Langston, Hicks & O'Neill, for defendant in error.


¶1 It is claimed by counsel for plaintiff, in error that the petition does not state a cause of action because it. shows that the plaintiff was a mere volunteer for the work in which he was engaged at the time he received his injury.

¶2 Under the allegations of the petition the plaintiff was engaged in defendant's work at the request of the conductor in charge of the train, and, although it may be said that his employment was for mere temporary purposes, still, being in the defendant's employ at the request of its servant or the conductor who was in charge of the train, an emergency existing reasonably requiring such assistance in the work of the carrier in the unloading of a safe from one of its cars, the regular crew not being reasonably able to unload same, he was not a trespasser, but, for the time being, the servant of the defendant.

¶3 In Aga v. Harbach, 127 Iowa, at page 145, 10g N.W., at page 833, 109 Am. St. Rep. 377, 4 Ann. Cas. 441, it is said:

"It may be conceded that, generally speaking, a servant who is engaged to perform a given labor is not authorized to bind his master by the employment of a substitute or assistant.

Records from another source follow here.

//! API endpoints.

mod admin;
mod auth;
mod favorites;
mod meta;
mod professors;
mod reviews;
mod votes;

use axum::Router;

use crate::middleware::AppState;

/// Create the API router.
pub fn router() -> Router<AppState> {
    Router::new()
        .merge(auth::router())
        .nest("/meta", meta::router())
        .nest("/professors", professors::router())
        .nest("/reviews", reviews::router())
        .nest("/reviews/votes", votes::router())
        .nest("/favorites", favorites::router())
        .nest("/admin", admin::router())
}
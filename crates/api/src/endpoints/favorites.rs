//! Favorite endpoints (professors bookmarked by the current user).

use axum::{Json, Router, extract::State, routing::post};
use profrate_common::AppResult;
use profrate_db::entities::favorite;
use serde::{Deserialize, Serialize};

use crate::{
    endpoints::professors::ProfessorResponse, extractors::AuthUser, middleware::AppState,
    response::ApiResponse,
};

/// Favorite request.
#[derive(Debug, Deserialize)]
#[serde(rename_all = "camelCase")]
pub struct FavoriteRequest {
    pub professor_id: String,
}

/// Favorite response.
#[derive(Serialize)]
#[serde(rename_all = "camelCase")]
pub struct FavoriteResponse {
    pub id: String,
    pub professor_id: String,
    pub created_at: String,
}

impl From<favorite::Model> for FavoriteResponse {
    fn from(f: favorite::Model) -> Self {
        Self {
            id: f.id,
            professor_id: f.professor_id,
            created_at: f.created_at.to_rfc3339(),
        }
    }
}

/// Favorited professor response.
#[derive(Serialize)]
#[serde(rename_all = "camelCase")]
pub struct FavoritedProfessorResponse {
    pub id: String,
    pub created_at: String,
    pub professor: ProfessorResponse,
}

/// List favorites request.
#[derive(Debug, Deserialize)]
#[serde(rename_all = "camelCase")]
pub struct ListFavoritesRequest {
    #[serde(default = "default_limit")]
    pub limit: u64,
    pub until_id: Option<String>,
}

const fn default_limit() -> u64 {
    10
}

/// Add a professor to favorites.
async fn create(
    AuthUser(user): AuthUser,
    State(state): State<AppState>,
    Json(req): Json<FavoriteRequest>,
) -> AppResult<ApiResponse<FavoriteResponse>> {
    let favorite = state
        .favorite_service
        .create(&user.id, &req.professor_id)
        .await?;

    Ok(ApiResponse::ok(favorite.into()))
}

/// Remove a professor from favorites.
async fn delete(
    AuthUser(user): AuthUser,
    State(state): State<AppState>,
    Json(req): Json<FavoriteRequest>,
) -> AppResult<ApiResponse<()>> {
    state
        .favorite_service
        .delete(&user.id, &req.professor_id)
        .await?;

    Ok(ApiResponse::ok(()))
}

/// Get the current user's favorited professors.
async fn list(
    AuthUser(user): AuthUser,
    State(state): State<AppState>,
    Json(req): Json<ListFavoritesRequest>,
) -> AppResult<ApiResponse<Vec<FavoritedProfessorResponse>>> {
    let limit = req.limit.min(100);
    let favorites = state
        .favorite_service
        .list(&user.id, limit, req.until_id.as_deref())
        .await?;

    Ok(ApiResponse::ok(
        favorites
            .into_iter()
            .map(|(favorite, professor)| FavoritedProfessorResponse {
                id: favorite.id,
                created_at: favorite.created_at.to_rfc3339(),
                professor: professor.into(),
            })
            .collect(),
    ))
}

pub fn router() -> Router<AppState> {
    Router::new()
        .route("/create", post(create))
        .route("/delete", post(delete))
        .route("/list", post(list))
}
//! Review entity.

use sea_orm::entity::prelude::*;
use serde::{Deserialize, Serialize};

#[derive(Clone, Debug, PartialEq, DeriveEntityModel, Serialize, Deserialize)]
#[sea_orm(table_name = "review")]
pub struct Model {
    #[sea_orm(primary_key, auto_increment = false)]
    pub id: String,

    /// The professor this review belongs to
    #[sea_orm(indexed)]
    pub professor_id: String,

    /// The authoring user
    #[sea_orm(indexed)]
    pub user_id: String,

    /// Author display name (denormalized)
    pub user_name: String,

    /// Course the reviewer took with this professor
    pub course: String,

    /// Category scores, each 1-5
    pub teaching_quality: i16,
    pub clarity: i16,
    pub helpfulness: i16,
    pub fairness: i16,
    pub workload: i16,

    /// Mean of the five category scores, stored unrounded
    pub average_rating: f64,

    /// Free-text comment (may be empty)
    #[sea_orm(column_type = "Text")]
    pub comment: String,

    /// Vote counters (denormalized)
    #[sea_orm(default_value = 0)]
    pub upvotes: i32,

    #[sea_orm(default_value = 0)]
    pub downvotes: i32,

    pub created_at: DateTimeWithTimeZone,
}

#[derive(Copy, Clone, Debug, EnumIter, DeriveRelation)]
pub enum Relation {
    #[sea_orm(
        belongs_to = "super::professor::Entity",
        from = "Column::ProfessorId",
        to = "super::professor::Column::Id",
        on_delete = "Cascade"
    )]
    Professor,

    #[sea_orm(
        belongs_to = "super::user::Entity",
        from = "Column::UserId",
        to = "super::user::Column::Id",
        on_delete = "Cascade"
    )]
    User,

    #[sea_orm(has_many = "super::review_vote::Entity")]
    Votes,
}

impl Related<super::professor::Entity> for Entity {
    fn to() -> RelationDef {
        Relation::Professor.def()
    }
}

impl Related<super::user::Entity> for Entity {
    fn to() -> RelationDef {
        Relation::User.def()
    }
}

impl Related<super::review_vote::Entity> for Entity {
    fn to() -> RelationDef {
        Relation::Votes.def()
    }
}

impl ActiveModelBehavior for ActiveModel {}
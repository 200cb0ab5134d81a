//! Core business logic for profrate.

pub mod rating;
pub mod services;

pub use rating::{
    RatingSummary, ReviewScores, ReviewSubmission, SanitizedReview, VoteKind, aggregate_remaining,
    aggregate_with, apply_vote, can_submit_review, can_vote,
};
pub use services::*;
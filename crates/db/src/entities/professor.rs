//! Professor entity.

use sea_orm::entity::prelude::*;
use serde::{Deserialize, Serialize};

#[derive(Clone, Debug, PartialEq, DeriveEntityModel, Serialize, Deserialize)]
#[sea_orm(table_name = "professor")]
pub struct Model {
    #[sea_orm(primary_key, auto_increment = false)]
    pub id: String,

    pub name: String,

    #[sea_orm(indexed)]
    pub department: String,

    /// Ordered list of course labels
    #[sea_orm(column_type = "JsonBinary")]
    pub courses: Json,

    /// Contact email
    #[sea_orm(nullable)]
    pub email: Option<String>,

    /// Mean of `average_rating` over all reviews of this professor (denormalized)
    #[sea_orm(default_value = 0.0)]
    pub average_rating: f64,

    /// Number of reviews of this professor (denormalized)
    #[sea_orm(default_value = 0)]
    pub review_count: i32,

    /// User who created this profile
    #[sea_orm(nullable)]
    pub created_by: Option<String>,

    pub created_at: DateTimeWithTimeZone,

    #[sea_orm(nullable)]
    pub updated_at: Option<DateTimeWithTimeZone>,
}

#[derive(Copy, Clone, Debug, EnumIter, DeriveRelation)]
pub enum Relation {
    #[sea_orm(has_many = "super::review::Entity")]
    Reviews,

    #[sea_orm(has_many = "super::favorite::Entity")]
    Favorites,
}

impl Related<super::review::Entity> for Entity {
    fn to() -> RelationDef {
        Relation::Reviews.def()
    }
}

impl Related<super::favorite::Entity> for Entity {
    fn to() -> RelationDef {
        Relation::Favorites.def()
    }
}

impl Model {
    /// Course labels as strings, in stored order.
    #[must_use]
    pub fn course_list(&self) -> Vec<String> {
        self.courses
            .as_array()
            .map(|courses| {
                courses
                    .iter()
                    .filter_map(|c| c.as_str().map(String::from))
                    .collect()
            })
            .unwrap_or_default()
    }
}

impl ActiveModelBehavior for ActiveModel {}
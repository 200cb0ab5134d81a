//! Database migrations.
//!
//! Schema migrations for the database.

#![allow(missing_docs)]

use sea_orm_migration::prelude::*;

mod m20250101_000001_create_user_table;
mod m20250101_000002_create_professor_table;
mod m20250101_000003_create_review_table;
mod m20250101_000004_create_review_vote_table;
mod m20250101_000005_create_favorite_table;

pub struct Migrator;

#[async_trait::async_trait]
impl MigratorTrait for Migrator {
    fn migrations() -> Vec<Box<dyn MigrationTrait>> {
        vec![
            Box::new(m20250101_000001_create_user_table::Migration),
            Box::new(m20250101_000002_create_professor_table::Migration),
            Box::new(m20250101_000003_create_review_table::Migration),
            Box::new(m20250101_000004_create_review_vote_table::Migration),
            Box::new(m20250101_000005_create_favorite_table::Migration),
        ]
    }
}
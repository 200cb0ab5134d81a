//! Professor repository.

use std::sync::Arc;

use crate::entities::{Professor, professor};
use profrate_common::{AppError, AppResult};
use sea_orm::{
    ActiveModelTrait, ColumnTrait, DatabaseConnection, EntityTrait, ModelTrait, PaginatorTrait,
    QueryFilter, QueryOrder,
    sea_query::Expr,
};

/// Professor repository for database operations.
#[derive(Clone)]
pub struct ProfessorRepository {
    db: Arc<DatabaseConnection>,
}

impl ProfessorRepository {
    /// Create a new professor repository.
    #[must_use]
    pub const fn new(db: Arc<DatabaseConnection>) -> Self {
        Self { db }
    }

    /// Find a professor by ID.
    pub async fn find_by_id(&self, id: &str) -> AppResult<Option<professor::Model>> {
        Professor::find_by_id(id)
            .one(self.db.as_ref())
            .await
            .map_err(|e| AppError::Database(e.to_string()))
    }

    /// Get a professor by ID, failing if it does not exist.
    pub async fn get_by_id(&self, id: &str) -> AppResult<professor::Model> {
        self.find_by_id(id)
            .await?
            .ok_or_else(|| AppError::ProfessorNotFound(id.to_string()))
    }

    /// Find professors by a set of IDs.
    pub async fn find_by_ids(&self, ids: &[String]) -> AppResult<Vec<professor::Model>> {
        Professor::find()
            .filter(professor::Column::Id.is_in(ids.iter().map(String::as_str)))
            .all(self.db.as_ref())
            .await
            .map_err(|e| AppError::Database(e.to_string()))
    }

    /// List all professors, ordered by name.
    pub async fn find_all(&self) -> AppResult<Vec<professor::Model>> {
        Professor::find()
            .order_by_asc(professor::Column::Name)
            .all(self.db.as_ref())
            .await
            .map_err(|e| AppError::Database(e.to_string()))
    }

    /// List professors in a department, ordered by name.
    pub async fn find_by_department(&self, department: &str) -> AppResult<Vec<professor::Model>> {
        Professor::find()
            .filter(professor::Column::Department.eq(department))
            .order_by_asc(professor::Column::Name)
            .all(self.db.as_ref())
            .await
            .map_err(|e| AppError::Database(e.to_string()))
    }

    /// Create a new professor.
    pub async fn create(&self, model: professor::ActiveModel) -> AppResult<professor::Model> {
        model
            .insert(self.db.as_ref())
            .await
            .map_err(|e| AppError::Database(e.to_string()))
    }

    /// Update a professor.
    pub async fn update(&self, model: professor::ActiveModel) -> AppResult<professor::Model> {
        model
            .update(self.db.as_ref())
            .await
            .map_err(|e| AppError::Database(e.to_string()))
    }

    /// Delete a professor. Referencing reviews and favorites are removed by
    /// the cascade on their foreign keys.
    pub async fn delete(&self, id: &str) -> AppResult<()> {
        let professor = self.get_by_id(id).await?;
        professor
            .delete(self.db.as_ref())
            .await
            .map_err(|e| AppError::Database(e.to_string()))?;
        Ok(())
    }

    /// Overwrite a professor's denormalized rating aggregate.
    pub async fn update_aggregate(
        &self,
        id: &str,
        average_rating: f64,
        review_count: i32,
    ) -> AppResult<()> {
        Professor::update_many()
            .col_expr(professor::Column::AverageRating, Expr::value(average_rating))
            .col_expr(professor::Column::ReviewCount, Expr::value(review_count))
            .filter(professor::Column::Id.eq(id))
            .exec(self.db.as_ref())
            .await
            .map_err(|e| AppError::Database(e.to_string()))?;
        Ok(())
    }

    /// Count all professors.
    pub async fn count(&self) -> AppResult<u64> {
        Professor::find()
            .count(self.db.as_ref())
            .await
            .map_err(|e| AppError::Database(e.to_string()))
    }
}

#[cfg(test)]
#[allow(clippy::unwrap_used)]
mod tests {
    use super::*;
    use chrono::Utc;
    use sea_orm::{DatabaseBackend, MockDatabase};
    use serde_json::json;

    fn create_test_professor(id: &str, name: &str, department: &str) -> professor::Model {
        professor::Model {
            id: id.to_string(),
            name: name.to_string(),
            department: department.to_string(),
            courses: json!(["CS 101 - Introduction to Programming"]),
            email: None,
            average_rating: 0.0,
            review_count: 0,
            created_by: None,
            created_at: Utc::now().into(),
            updated_at: None,
        }
    }

    #[tokio::test]
    async fn test_get_by_id_found() {
        let professor = create_test_professor("p1", "Dr. Sarah Johnson", "Computer Science");

        let db = Arc::new(
            MockDatabase::new(DatabaseBackend::Postgres)
                .append_query_results([[professor.clone()]])
                .into_connection(),
        );

        let repo = ProfessorRepository::new(db);
        let result = repo.get_by_id("p1").await.unwrap();

        assert_eq!(result.name, "Dr. Sarah Johnson");
        assert_eq!(result.course_list().len(), 1);
    }

    #[tokio::test]
    async fn test_get_by_id_not_found() {
        let db = Arc::new(
            MockDatabase::new(DatabaseBackend::Postgres)
                .append_query_results([Vec::<professor::Model>::new()])
                .into_connection(),
        );

        let repo = ProfessorRepository::new(db);
        let result = repo.get_by_id("nonexistent").await;

        assert!(matches!(result, Err(AppError::ProfessorNotFound(_))));
    }

    #[tokio::test]
    async fn test_find_all_ordered() {
        let professors = vec![
            create_test_professor("p1", "Dr. Emily Rodriguez", "Physics"),
            create_test_professor("p2", "Prof. Michael Chen", "Mathematics"),
        ];

        let db = Arc::new(
            MockDatabase::new(DatabaseBackend::Postgres)
                .append_query_results([professors.clone()])
                .into_connection(),
        );

        let repo = ProfessorRepository::new(db);
        let result = repo.find_all().await.unwrap();

        assert_eq!(result.len(), 2);
    }
}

The relation of the master to a servant is one involving both responsibility and risk, and is not to be imposed by the act of another without authority or consent, express or implied. But in most lines of business the master cannot always remain, in person or by vice principal, in immediate supervision of the servant, and it not infrequently happens that some unforeseen contingency arises rendering it necessary, in the master's interest, that the servant have temporary assistance. In many such cases it has been held that the servant has implied authority to engage such temporary service, and that the substitute or assistant, if not in the law the employee of the master, is at least entitled to the same measure of protection as is the servant or agent upon whose request he rendered the assistance."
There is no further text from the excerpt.